Domina reprend l'histoire une année après les aventures de Maestra.

Judith Rashleigh après avoir supprimé toutes les personnes la mettant en danger, a refait sa vie en tant que propriétaire d'une galerie à Venise sous l'identité d'Élisabeth Teerlinc. Entre les débauches de luxe, les dîners avec les personnes les plus tirées sur le volet, Judith, pense avoir atteint le summum du bonheur. Mais voilà, son passé ressurgit brutalement et menace sa tranquillité. Obligée de retrouver un tableau sous peine de se voir assassiner, Judith se lance dans une épopée au travers des différentes capitales européennes... Le compte à rebours est lancé.



Après avoir terminé ce second volet, j'ai refermé ce livre d'une part avec soulagement (ENFIN !!😲 ) puisque je vous avoue que ce second volet est encore plus mauvais que le premier (je développerai plus loin). D'autre part, une envie de pleurer m'a sauvagement saisie lorsque j'ai lu cette dernière phrase à la fin du livre : "À suivre." ... NOOOOOONNNNN !!! 😱Trois tomes, vous êtes sûr que cela vaut le massacre d'arbres pour cette peusdo saga qui est selon moi un gag.

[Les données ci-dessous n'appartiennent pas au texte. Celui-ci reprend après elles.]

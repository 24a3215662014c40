pub mod reservation;
pub mod reservation_number;
pub mod seats;

pub use reservation::ReservationService;
pub use reservation_number::{
    Clock, FixedClock, ReservationNumber, ReservationNumberGenerator, SystemClock,
};
pub use seats::SeatService;
use serde::{Deserialize, Serialize};

const DEFAULT_PAGE_SIZE: u32 = 20;
const MAX_PAGE_SIZE: u32 = 100;

/// `?page=&size=` query parameters, 1-based.
#[derive(Debug, Clone, Copy, PartialEq, Eq, Serialize, Deserialize)]
pub struct PageRequest {
    #[serde(default = "default_page")]
    pub page: u32,
    #[serde(default = "default_page_size")]
    pub size: u32,
}

impl PageRequest {
    pub fn new(page: u32, size: u32) -> Self {
        Self { page, size }.normalized()
    }

    /// Clamp values coming straight from a query string.
    pub fn normalized(self) -> Self {
        Self {
            page: self.page.max(1),
            size: self.size.clamp(1, MAX_PAGE_SIZE),
        }
    }

    pub fn limit(&self) -> i64 {
        i64::from(self.size)
    }

    pub fn offset(&self) -> i64 {
        i64::from(self.page.saturating_sub(1)) * i64::from(self.size)
    }
}

impl Default for PageRequest {
    fn default() -> Self {
        Self {
            page: default_page(),
            size: default_page_size(),
        }
    }
}

fn default_page() -> u32 {
    1
}

fn default_page_size() -> u32 {
    DEFAULT_PAGE_SIZE
}

#[derive(Debug, Clone, PartialEq, Eq, Serialize, Deserialize)]
pub struct Page<T> {
    pub items: Vec<T>,
    pub page: u32,
    pub size: u32,
    pub total: u64,
}

impl<T> Page<T> {
    pub fn new(items: Vec<T>, request: &PageRequest, total: u64) -> Self {
        Self {
            items,
            page: request.page,
            size: request.size,
            total,
        }
    }

    /// Same page metadata over different items.
    pub fn with_items<U>(&self, items: Vec<U>) -> Page<U> {
        Page {
            items,
            page: self.page,
            size: self.size,
            total: self.total,
        }
    }
}

#[cfg(test)]
mod tests {
    use super::*;

    #[test]
    fn normalizes_out_of_range_values() {
        let page = PageRequest { page: 0, size: 500 }.normalized();
        assert_eq!(page, PageRequest { page: 1, size: 100 });

        let page = PageRequest { page: 3, size: 0 }.normalized();
        assert_eq!(page.size, 1);
        assert_eq!(page.offset(), 2);
    }

    #[test]
    fn offset_skips_previous_pages() {
        let page = PageRequest::new(3, 20);
        assert_eq!(page.limit(), 20);
        assert_eq!(page.offset(), 40);
    }

    #[test]
    fn missing_query_fields_fall_back_to_defaults() {
        let page: PageRequest = serde_json::from_str("{}").unwrap();
        assert_eq!(page, PageRequest::default());
        assert_eq!(page.size, 20);
    }
}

Ce livre est selon moi MAUVAIS, et ce sur plusieurs points. Comme le précédent tome, nous avons une sorte d'histoire mêlant Sex & The City et Cinquante Nuances de Grey pour base. L'héroïne, Judith passe son temps en renouvellement de garde-robe avec marque citée à outrance (l'auteur serait-elle sponsorisée ?????) et scène de sexe des plus trash pas tant dans l'action, mais la manière crue dont le tout est relaté. Bref, si l'auteur tentait d'appâter le lecteur avec du sexe, je trouve que cette opposition entre débauche de luxe et propos vulgaire ne colle pas ensemble.

D'autre part, l'histoire est IMPOSSIBLE pour ne pas dire RIDICULE. Au fil des pages, je me demandais où l'auteur tentait de nous conduire... et, quand l'histoire arrive enfin au final, c'est d'une invraisemblance incroyable. Je vous résume : Judith doit retrouver un dessin du Caravage acheté par un mafieux des pays de l'Est. Le mafieux en question est un homme drainant des millions via ses différents trafics : drogue, vente d'arme et j'en passe. (donc un type méchant, dangereux hein 🤨 ) Et là, dans la fin du livre, l'auteur nous offre une pseudo révélation à la Bisounours version sexe. Le mafieux aurait un coeur .... des sentiments... et une innocence incroyable... 🤔Je refuse d'en dire plus sous peine de vous dévoiler la pseudo grosse révélation de l'auteur. Personnellement, je me demande si l'auteur se moque de nous.... Et cela se poursuit dans le récit avec des rencontres improbables, des personnages sans caractère.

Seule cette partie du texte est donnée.